Exercise prompt -
Gather each line in the entries that includes the string "match".

Recorded data -
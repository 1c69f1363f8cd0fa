//! TOML suite files: several targets sharing one compile command.
//!
//! ```toml
//! command_file = "build/compile_command.txt"
//! repetitions = 3
//!
//! [[target]]
//! name = "tuple_get"
//! template = "bench/tuple_get.cpp.j2"
//! source = "build/bench.cpp"
//! artifact = "build/bench.o"
//! range = { start = 1, stop = 50, step = 5 }
//! ```
//!
//! Relative paths resolve against the directory holding the suite file.

use std::collections::BTreeMap;
use std::fs;
use std::path::{Path, PathBuf};

use serde::Deserialize;
use sha2::{Digest, Sha256};
use tracing::info;

use crate::error::{ConfigError, MetabenchError};
use crate::invoker::{CompileCommand, Invoker, RetryPolicy};
use crate::measure::{MeasureJob, MeasureOptions, Measurer, Progress, DEFAULT_FEATURE_FLAG};
use crate::range::RangeSpec;
use crate::render::JinjaEngine;
use crate::schema::{MeasurementResult, RunMeta, SCHEMA_VERSION};

fn default_repetitions() -> usize {
    MeasureOptions::default().repetitions
}

fn default_warmup_runs() -> usize {
    MeasureOptions::default().warmup_runs
}

fn default_feature_flag() -> String {
    DEFAULT_FEATURE_FLAG.to_string()
}

#[derive(Debug, Deserialize)]
#[serde(deny_unknown_fields)]
struct SuiteFile {
    command: Option<CompileCommand>,
    command_file: Option<PathBuf>,
    #[serde(default = "default_repetitions")]
    repetitions: usize,
    #[serde(default = "default_warmup_runs")]
    warmup_runs: usize,
    #[serde(default = "default_feature_flag")]
    feature_flag: String,
    #[serde(rename = "target", default)]
    targets: Vec<TargetEntry>,
}

#[derive(Debug, Deserialize)]
#[serde(deny_unknown_fields)]
struct TargetEntry {
    name: String,
    template: PathBuf,
    source: PathBuf,
    artifact: PathBuf,
    range: RangeSpec,
    repetitions: Option<usize>,
    command: Option<CompileCommand>,
    command_file: Option<PathBuf>,
}

#[derive(Debug, Clone)]
pub struct SuiteTarget {
    pub job: MeasureJob,
    pub options: MeasureOptions,
}

/// A loaded and fully resolved suite.
#[derive(Debug, Clone)]
pub struct Suite {
    pub path: PathBuf,
    pub defaults: MeasureOptions,
    pub targets: Vec<SuiteTarget>,
}

impl Suite {
    pub fn load(path: &Path) -> Result<Self, ConfigError> {
        let text = fs::read_to_string(path).map_err(|source| ConfigError::Read {
            path: path.to_path_buf(),
            source,
        })?;
        Self::parse(&text, path)
    }

    /// Parses suite text; `path` locates relative file references.
    pub fn parse(text: &str, path: &Path) -> Result<Self, ConfigError> {
        let suite_err = |message: String| ConfigError::Suite {
            path: path.to_path_buf(),
            message,
        };
        let file: SuiteFile = toml::from_str(text).map_err(|e| suite_err(e.to_string()))?;
        if file.targets.is_empty() {
            return Err(suite_err("no [[target]] entries".to_string()));
        }

        let base_dir = path.parent().unwrap_or_else(|| Path::new(""));
        let resolve = |p: &Path| base_dir.join(p);

        let default_command =
            load_command(file.command.clone(), file.command_file.as_deref(), &resolve)?;
        let defaults = MeasureOptions {
            repetitions: file.repetitions,
            warmup_runs: file.warmup_runs,
            feature_flag: file.feature_flag.clone(),
            retry: None,
        };

        let mut targets = Vec::with_capacity(file.targets.len());
        for entry in file.targets {
            let command = load_command(entry.command, entry.command_file.as_deref(), &resolve)?;
            let command = match command {
                Some(command) => command,
                None => default_command.clone().ok_or_else(|| {
                    suite_err(format!("target '{}' has no command or command_file", entry.name))
                })?,
            };
            let options = MeasureOptions {
                repetitions: entry.repetitions.unwrap_or(defaults.repetitions),
                ..defaults.clone()
            };
            if options.repetitions == 0 {
                return Err(ConfigError::ZeroRepetitions);
            }

            targets.push(SuiteTarget {
                job: MeasureJob {
                    target: entry.name,
                    range: entry.range.materialize()?,
                    template: resolve(&entry.template),
                    source_path: resolve(&entry.source),
                    artifact_path: resolve(&entry.artifact),
                    command,
                },
                options,
            });
        }

        Ok(Self {
            path: path.to_path_buf(),
            defaults,
            targets,
        })
    }

    /// Applies one retry policy to the suite and every target in it.
    pub fn set_retry(&mut self, policy: Option<RetryPolicy>) {
        for target in &mut self.targets {
            target.options.retry = policy.clone();
        }
        self.defaults.retry = policy;
    }

    /// Run metadata for a report over this suite. Repetitions and command
    /// digests are recorded per target, since targets may override both.
    pub fn run_meta(&self, timestamp_utc: String, git_sha: Option<String>) -> RunMeta {
        let mut repetitions = BTreeMap::new();
        let mut command_sha256 = BTreeMap::new();
        for target in &self.targets {
            let name = target.job.target.clone();
            repetitions.insert(name.clone(), target.options.repetitions);
            command_sha256.insert(name, sha256_hex(&target.job.command.to_string()));
        }

        RunMeta {
            schema_version: SCHEMA_VERSION,
            bench_version: env!("CARGO_PKG_VERSION").to_string(),
            repetitions,
            warmup_runs: self.defaults.warmup_runs,
            feature_flag: self.defaults.feature_flag.clone(),
            timestamp_utc,
            git_sha,
            command_sha256,
        }
    }

    /// Measures every target in file order. The first failure aborts the suite.
    pub fn run<I: Invoker, P: Progress>(
        &self,
        mut invoker: I,
        mut progress: P,
    ) -> Result<Vec<MeasurementResult>, MetabenchError> {
        let mut results = Vec::with_capacity(self.targets.len());
        for target in &self.targets {
            info!(suite = %self.path.display(), target_name = %target.job.target, "suite target");
            let mut measurer = Measurer::new(
                JinjaEngine::new(),
                &mut invoker,
                &mut progress,
                target.options.clone(),
            )?;
            results.push(measurer.measure(&target.job)?);
        }
        Ok(results)
    }
}

fn sha256_hex(text: &str) -> String {
    format!("{:x}", Sha256::digest(text.as_bytes()))
}

fn load_command(
    command: Option<CompileCommand>,
    command_file: Option<&Path>,
    resolve: &impl Fn(&Path) -> PathBuf,
) -> Result<Option<CompileCommand>, ConfigError> {
    match (command, command_file) {
        (Some(command), _) => Ok(Some(command)),
        (None, Some(file)) => CompileCommand::from_file(&resolve(file)).map(Some),
        (None, None) => Ok(None),
    }
}

#[cfg(test)]
mod tests {
    use super::*;
    use serde_json::json;
    use tempfile::tempdir;

    const SUITE: &str = r#"
command_file = "compile_command.txt"
repetitions = 2

[[target]]
name = "tuple_get"
template = "tuple_get.cpp.j2"
source = "build/bench.cpp"
artifact = "build/bench.o"
range = { start = 1, stop = 9, step = 4 }

[[target]]
name = "flag_map"
template = "flag_map.cpp.j2"
source = "build/bench.cpp"
artifact = "build/bench.o"
range = [8, 16]
repetitions = 5
command = ["c++", "-c", "bench.cpp"]
"#;

    #[test]
    fn test_parse_resolves_paths_and_overrides() {
        let dir = tempdir().unwrap();
        fs::write(dir.path().join("compile_command.txt"), "ninja bench.o\n").unwrap();
        let path = dir.path().join("suite.toml");

        let suite = Suite::parse(SUITE, &path).unwrap();
        assert_eq!(suite.targets.len(), 2);
        assert_eq!(suite.defaults.repetitions, 2);
        assert_eq!(suite.defaults.feature_flag, "METABENCH");

        let first = &suite.targets[0];
        assert_eq!(first.job.target, "tuple_get");
        assert_eq!(first.job.range, vec![json!(1), json!(5), json!(9)]);
        assert_eq!(first.job.template, dir.path().join("tuple_get.cpp.j2"));
        assert_eq!(first.job.source_path, dir.path().join("build/bench.cpp"));
        assert_eq!(
            first.job.command,
            CompileCommand::Shell("ninja bench.o".to_string())
        );
        assert_eq!(first.options.repetitions, 2);

        let second = &suite.targets[1];
        assert_eq!(second.options.repetitions, 5);
        assert_eq!(
            second.job.command,
            CompileCommand::Argv(vec!["c++".into(), "-c".into(), "bench.cpp".into()])
        );
    }

    #[test]
    fn test_run_meta_records_per_target_repetitions() {
        let dir = tempdir().unwrap();
        fs::write(dir.path().join("compile_command.txt"), "ninja bench.o\n").unwrap();
        let suite = Suite::parse(SUITE, &dir.path().join("suite.toml")).unwrap();

        let meta = suite.run_meta("unix:0".to_string(), None);
        assert_eq!(meta.schema_version, SCHEMA_VERSION);
        assert_eq!(meta.repetitions["tuple_get"], 2);
        assert_eq!(meta.repetitions["flag_map"], 5);
        assert_eq!(meta.command_sha256.len(), 2);
        assert_eq!(meta.command_sha256["tuple_get"], sha256_hex("ninja bench.o"));
        assert_ne!(meta.command_sha256["tuple_get"], meta.command_sha256["flag_map"]);

        let json = serde_json::to_value(&meta).unwrap();
        assert_eq!(json["repetitions"], json!({"flag_map": 5, "tuple_get": 2}));
    }

    #[test]
    fn test_set_retry_reaches_every_target() {
        let dir = tempdir().unwrap();
        fs::write(dir.path().join("compile_command.txt"), "ninja bench.o\n").unwrap();
        let mut suite = Suite::parse(SUITE, &dir.path().join("suite.toml")).unwrap();
        assert!(suite.targets.iter().all(|t| t.options.retry.is_none()));

        suite.set_retry(Some(RetryPolicy::new("opening build log", 4)));
        for target in &suite.targets {
            let policy = target.options.retry.as_ref().unwrap();
            assert_eq!(policy.max_retries, 4);
            assert_eq!(policy.stderr_pattern, "opening build log");
        }
        assert_eq!(suite.targets[1].options.repetitions, 5);
    }

    #[test]
    fn test_missing_command_rejected() {
        let dir = tempdir().unwrap();
        let text = r#"
[[target]]
name = "t"
template = "t.j2"
source = "s.cpp"
artifact = "s.o"
range = [1]
"#;
        let err = Suite::parse(text, &dir.path().join("suite.toml")).unwrap_err();
        assert!(err.to_string().contains("no command"));
    }

    #[test]
    fn test_unknown_keys_rejected() {
        let dir = tempdir().unwrap();
        let text = "command = \"true\"\nrepititions = 3\n";
        assert!(Suite::parse(text, &dir.path().join("suite.toml")).is_err());
    }

    #[test]
    fn test_empty_suite_rejected() {
        let dir = tempdir().unwrap();
        let err = Suite::parse("command = \"true\"\n", &dir.path().join("suite.toml")).unwrap_err();
        assert!(err.to_string().contains("no [[target]]"));
    }
}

Response -
            let command = match command {
    match (command, command_file) {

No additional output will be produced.